Marc David Wasserman (born July 25, 1968) is an actor and lawyer best known for being one of the Pot Brothers at Law along with his brother Craig. The Pot Brothers become known as lawyers who assist people in getting their marijuana businesses up and running, as well as helping people fight cannabis convictions and other criminal defense work.

==The Pot Brothers==
Wasserman was admitted to the California State bar in June, 1996. This was just before Proposition 215 was enacted. One of his first clients was a criminal cannabis charge. Craig's son J Cures (Jerett Wasserman) is a cannabis grower and Craig helped him set up his California business initially. When J Cures got arrested, he did not say anything to the police who lied and said that they had verbal consent. The case was dismissed. This led to The Pot Brothers' series of videos telling people how to act when cops pull them over.

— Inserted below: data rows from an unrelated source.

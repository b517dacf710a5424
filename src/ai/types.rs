use serde::{Deserialize, Serialize};
use serde_json::Value;
use std::fmt;

/// Reasoning-oracle error with status code information.
#[derive(Debug, Clone)]
pub struct OracleError {
    /// Error message
    pub message: String,
    /// HTTP status code if available
    pub status_code: Option<u16>,
}

impl OracleError {
    pub fn new(message: impl Into<String>) -> Self {
        OracleError {
            message: message.into(),
            status_code: None,
        }
    }

    pub fn with_status(message: impl Into<String>, status_code: u16) -> Self {
        OracleError {
            message: message.into(),
            status_code: Some(status_code),
        }
    }
}

impl fmt::Display for OracleError {
    fn fmt(&self, f: &mut fmt::Formatter<'_>) -> fmt::Result {
        if let Some(code) = self.status_code {
            write!(f, "[HTTP {}] {}", code, self.message)
        } else {
            write!(f, "{}", self.message)
        }
    }
}

impl std::error::Error for OracleError {}

impl From<String> for OracleError {
    fn from(s: String) -> Self {
        OracleError::new(s)
    }
}

/// Represents a tool call requested by the oracle.
#[derive(Debug, Clone, Serialize, Deserialize)]
pub struct ToolCall {
    /// Unique identifier for this tool call
    pub id: String,
    /// Name of the tool to call
    pub name: String,
    /// Arguments to pass to the tool as JSON
    pub arguments: Value,
}

/// Result of a tool execution fed back to the oracle on the next round.
#[derive(Debug, Clone, Serialize, Deserialize)]
pub struct ToolResponse {
    /// ID of the tool call this responds to
    pub tool_call_id: String,
    /// Content of the tool response
    pub content: String,
    /// Whether the tool execution resulted in an error
    pub is_error: bool,
}

impl ToolResponse {
    pub fn success(tool_call_id: String, content: String) -> Self {
        ToolResponse {
            tool_call_id,
            content,
            is_error: false,
        }
    }

    pub fn error(tool_call_id: String, error: String) -> Self {
        ToolResponse {
            tool_call_id,
            content: error,
            is_error: true,
        }
    }
}

/// One round of tool calls and their responses, replayed to the oracle so
/// it can decide the next action.
#[derive(Debug, Clone, Serialize, Deserialize)]
pub struct ToolHistoryEntry {
    pub tool_calls: Vec<ToolCall>,
    pub tool_responses: Vec<ToolResponse>,
}

impl ToolHistoryEntry {
    pub fn new(tool_calls: Vec<ToolCall>, tool_responses: Vec<ToolResponse>) -> Self {
        ToolHistoryEntry {
            tool_calls,
            tool_responses,
        }
    }
}

/// The oracle's decision for one routing round.
#[derive(Debug, Clone)]
pub enum OracleAction {
    /// Invoke the listed tools, in order. `preamble` is any text the oracle
    /// produced alongside the calls; it is kept as best-effort answer text
    /// if the run hits the iteration cap.
    ToolCalls {
        preamble: String,
        calls: Vec<ToolCall>,
    },
    /// No further tool calls; the text is the final user-facing answer.
    FinalAnswer(String),
}

impl OracleAction {
    pub fn is_final(&self) -> bool {
        matches!(self, OracleAction::FinalAnswer(_))
    }
}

The first video, posted with the hashtag stfu, explained a script for people to use to remember not to talk to the police and preserve their rights. It went viral, being reposted by Roger Stone, P. Diddy, and Snoop Dogg. The script for talking to law enforcement, which can be distilled to 25 words, is promoted by the brothers on social media. Wasserman is the face of the group on TikTok and does the social media for The Pot Brothers. He has also helped other cannabis-focused Instagrammers appeal their bans on the platform. The brothers have a Cannabis Talk 101 podcast on I Heart Radio. The firm won Advocates of the Year at the International Cannabis Business Awards in 2019.

==Acting==
Wasserman began acting as a child appearing in one episode of Sigmund and the Sea Monsters and a few episodes of CHiPs. He has discussed being sexually harassed by a casting director. He later formed his own production company and wrote and produced the movie Commute with Ford Austin & Dave Cohen which won Best Feature Comedy
at the Bare Bones Film Festival in 2008. Frequently collaborates with actor-director Ford Austin

==Personal life==
Wasserman was born in Cerritos. He is married to Janet Wasserman.
 The couple have three children. Hollywood filmmaker Ford Austin is godfather to his daughter Jules Wasserman.